Wednesday, January 5, 2011

Capital Equipment

How should a quantum economist deal with it. Let Nick start a debate about Hanson's machines as heard on Russ's Econotalk, then read the comments on Brad's blog, and get this note:

Piero Sraffa was someone that Paul Samuelson thought highly of in the likely case that students today have never heard of him. Models of total automated economies go back to Dmintriev. Ian Steedman developed one in his Marx After Sraffa. Spencer Pack has one such model in his highly stimulating recent book on Aristotle, Smith and Marx
From hartal. He punched all my buttons in the tango. So I look this guy up, find out how he is connected to the Cambridge debates, and have to take a shot at capital definition in the quantum sense.

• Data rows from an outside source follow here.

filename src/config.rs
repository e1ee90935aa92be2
//! Process configuration for the authentication core.
//!
//! [`AuthConfig`] is built once at startup and shared read-only afterwards.
//! Nothing below the configuration layer reads the environment.

use std::env;
use std::fmt;
use std::str::FromStr;

use chrono::Duration;
use jsonwebtoken::Algorithm;
use tracing::warn;

use crate::auth::{AuthError, AuthResult};

/// Environment variable holding the symmetric signing key.
pub const SECRET_KEY_VAR: &str = "SECRET_KEY";
/// Environment variable naming the signing algorithm (e.g. `HS256`).
pub const ALGORITHM_VAR: &str = "ALGORITHM";
/// Environment variable holding the default token lifetime in minutes.
pub const EXPIRATION_VAR: &str = "JWT_EXPIRATION_TIME";

/// Default token lifetime when `JWT_EXPIRATION_TIME` is missing or malformed.
pub const DEFAULT_EXPIRY_MINUTES: i64 = 15;
/// Longest accepted default token lifetime (one year).
pub const MAX_EXPIRY_MINUTES: i64 = 60 * 24 * 365;

/// Signing configuration shared by the token issuer and verifier.
#[derive(Clone)]
pub struct AuthConfig {
    secret_key: String,
    algorithm: Algorithm,
    default_expiry_minutes: i64,
}

impl AuthConfig {
    /// Build a config from explicit values.
    ///
    /// The secret must be non-empty and the algorithm must be an HMAC variant
    /// (`HS256`, `HS384`, `HS512`), since the key is symmetric. The expiry must
    /// lie in `1..=MAX_EXPIRY_MINUTES`.
    pub fn new(
        secret_key: impl Into<String>,
        algorithm: &str,
        default_expiry_minutes: i64,
    ) -> AuthResult<Self> {
        let secret_key = secret_key.into();
        if secret_key.trim().is_empty() {
            return Err(AuthError::Configuration(format!(
                "{} must be set to a non-empty value",
                SECRET_KEY_VAR
            )));
        }

        let algorithm = parse_algorithm(algorithm)?;

        if !(1..=MAX_EXPIRY_MINUTES).contains(&default_expiry_minutes) {
            return Err(AuthError::Configuration(format!(
                "default expiry must be between 1 and {} minutes, got {}",
                MAX_EXPIRY_MINUTES, default_expiry_minutes
            )));
        }

        Ok(Self {
            secret_key,
            algorithm,
            default_expiry_minutes,
        })
    }

    /// Load from the process environment.
    pub fn from_env() -> AuthResult<Self> {
        Self::from_lookup(|key| env::var(key).ok())
    }

    /// Load using an arbitrary variable lookup.
    ///
    /// `SECRET_KEY` and `ALGORITHM` are required. `JWT_EXPIRATION_TIME` falls
    /// back to [`DEFAULT_EXPIRY_MINUTES`] with a warning when it is missing,
    /// unparsable or outside `1..=MAX_EXPIRY_MINUTES`.
    pub fn from_lookup<F>(lookup: F) -> AuthResult<Self>
    where
        F: Fn(&str) -> Option<String>,
    {
        let secret_key = lookup(SECRET_KEY_VAR)
            .filter(|v| !v.trim().is_empty())
            .ok_or_else(|| {
                AuthError::Configuration(format!("{} is not set", SECRET_KEY_VAR))
            })?;

        let algorithm = lookup(ALGORITHM_VAR)
            .filter(|v| !v.trim().is_empty())
            .ok_or_else(|| {
                AuthError::Configuration(format!("{} is not set", ALGORITHM_VAR))
            })?;

        let expiry = parse_expiry_minutes(lookup(EXPIRATION_VAR).as_deref());

        Self::new(secret_key, &algorithm, expiry)
    }

    pub fn secret_key(&self) -> &str {
        &self.secret_key
    }

    pub fn algorithm(&self) -> Algorithm {
        self.algorithm
    }

    pub fn default_expiry_minutes(&self) -> i64 {
        self.default_expiry_minutes
    }

    /// Default token lifetime as a duration.
    pub fn default_expiry(&self) -> Duration {
        Duration::minutes(self.default_expiry_minutes)
    }
}

impl fmt::Debug for AuthConfig {
    fn fmt(&self, f: &mut fmt::Formatter<'_>) -> fmt::Result {
        f.debug_struct("AuthConfig")
            .field("secret_key", &"<redacted>")
            .field("algorithm", &self.algorithm)
            .field("default_expiry_minutes", &self.default_expiry_minutes)
            .finish()
    }
}

fn parse_algorithm(name: &str) -> AuthResult<Algorithm> {
    let name = name.trim();
    let algorithm = Algorithm::from_str(name).map_err(|_| {
        AuthError::Configuration(format!("unknown signing algorithm `{}`", name))
    })?;

    match algorithm {
        Algorithm::HS256 | Algorithm::HS384 | Algorithm::HS512 => Ok(algorithm),
        other => Err(AuthError::Configuration(format!(
            "algorithm {:?} needs an asymmetric key; only HS256, HS384 and HS512 are supported",
            other
        ))),
    }
}

fn parse_expiry_minutes(raw: Option<&str>) -> i64 {
    match raw {
        None => {
            warn!(
                "{} not set, using default of {} minutes",
                EXPIRATION_VAR, DEFAULT_EXPIRY_MINUTES
            );
            DEFAULT_EXPIRY_MINUTES
        }
        Some(value) => match value.trim().parse::<i64>() {
            Ok(minutes) if (1..=MAX_EXPIRY_MINUTES).contains(&minutes) => minutes,
            _ => {
                warn!(
                    "{}={:?} is not an integer between 1 and {}, using default of {} minutes",
                    EXPIRATION_VAR, value, MAX_EXPIRY_MINUTES, DEFAULT_EXPIRY_MINUTES
                );
                DEFAULT_EXPIRY_MINUTES
            }
        },
    }
}
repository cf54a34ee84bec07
pub mod contact;
pub mod health;
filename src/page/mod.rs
//! In-memory model of the contact section of the page: the form, its submit
//! button and the notification slot.

mod button;
mod notification;

pub use button::{ButtonLock, SubmitButton, BUSY_LABEL, DEFAULT_SUBMIT_LABEL};
pub use notification::{
    Notification, NotificationCenter, NotificationKind, NotificationPhase, NotificationTiming,
};

use crate::domain::ContactForm;

#[derive(Debug, Clone, Default)]
pub struct ContactPage {
    pub form: ContactForm,
    pub submit_button: SubmitButton,
    pub notifications: NotificationCenter,
}

impl ContactPage {
    pub fn new(form: ContactForm, timing: NotificationTiming) -> Self {
        Self {
            form,
            submit_button: SubmitButton::default(),
            notifications: NotificationCenter::new(timing),
        }
    }
}
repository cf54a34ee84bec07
//! src/domain/contact_form.rs

use crate::domain::{ContactEmail, ContactSubmission, ValidationError};

/// Raw values of the contact form fields, as typed by the visitor.
///
/// Absent keys deserialize to empty strings so that they surface as a
/// missing field rather than as a malformed request.
#[derive(Debug, Clone, Default, PartialEq, Eq, serde::Deserialize, serde::Serialize)]
pub struct ContactForm {
    #[serde(default)]
    pub name: String,
    #[serde(default)]
    pub email: String,
    #[serde(default)]
    pub subject: String,
    #[serde(default)]
    pub message: String,
}

impl ContactForm {
    pub fn is_empty(&self) -> bool {
        self.name.is_empty()
            && self.email.is_empty()
            && self.subject.is_empty()
            && self.message.is_empty()
    }

    pub fn reset(&mut self) {
        *self = Self::default();
    }

    /// Presence is checked for every field before the email pattern, so an
    /// empty email reports a missing field. Whitespace-only values count as
    /// present.
    pub fn to_submission(&self) -> Result<ContactSubmission, ValidationError> {
        let fields = [
            ("name", &self.name),
            ("email", &self.email),
            ("subject", &self.subject),
            ("message", &self.message),
        ];
        if let Some((field, _)) = fields.iter().find(|(_, value)| value.is_empty()) {
            return Err(ValidationError::MissingField(*field));
        }

        Ok(ContactSubmission {
            name: self.name.clone(),
            email: ContactEmail::parse(self.email.clone())?,
            subject: self.subject.clone(),
            message: self.message.clone(),
        })
    }
}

Capital is a tightly bound function about some power. It is reliably doing something needed, in near world, and doing it fast and accurate against a stable Gibbs separation. This polynomial is occupying prime space of the low orders and generating inventories out to the fourth or fifth order, we rely on its rate keeper. The next power up is high, the gain from specialization high.
In the real economy, a Kragen's manager can rely on the delivery of headlamps, they have high precision capital equipment behind them. So he reduces some of his own variability in favor of the reliable specialized equipment, adapting his store.

Tightly bound?
Like a car frame, all  transportation quants, down the chain,  obey the car frame.

Does capital equipment have Elliot waves?
Sure, the car industry does a sudden unwind after an oil shock. What we thought was a blob of car dealers, became a spiral of sparse inventory flow.

Good capital equipment has a path through the Fib tree in large jumps down the center.  The inverse Fib is going to be volatile and noisy.  When we get a basic change from the manufacturer, we get an inventory bulge pushing down the tree, adding phase shift to the polynomials that had become multiples of the more powerful.  This appears to the quantum economists as a spiral, he will look geographically for changes in business property values, shipment types, Ceridian index, commuter miles, all of this over geography, the local polynomials, short in variation are partitioned out as the economist looks for residual polynomials that cover lower rates and higher sizes.

How is the problem solved?
We get better at making high powered polynomials with few terms. We make new capital equipment when we see spirals.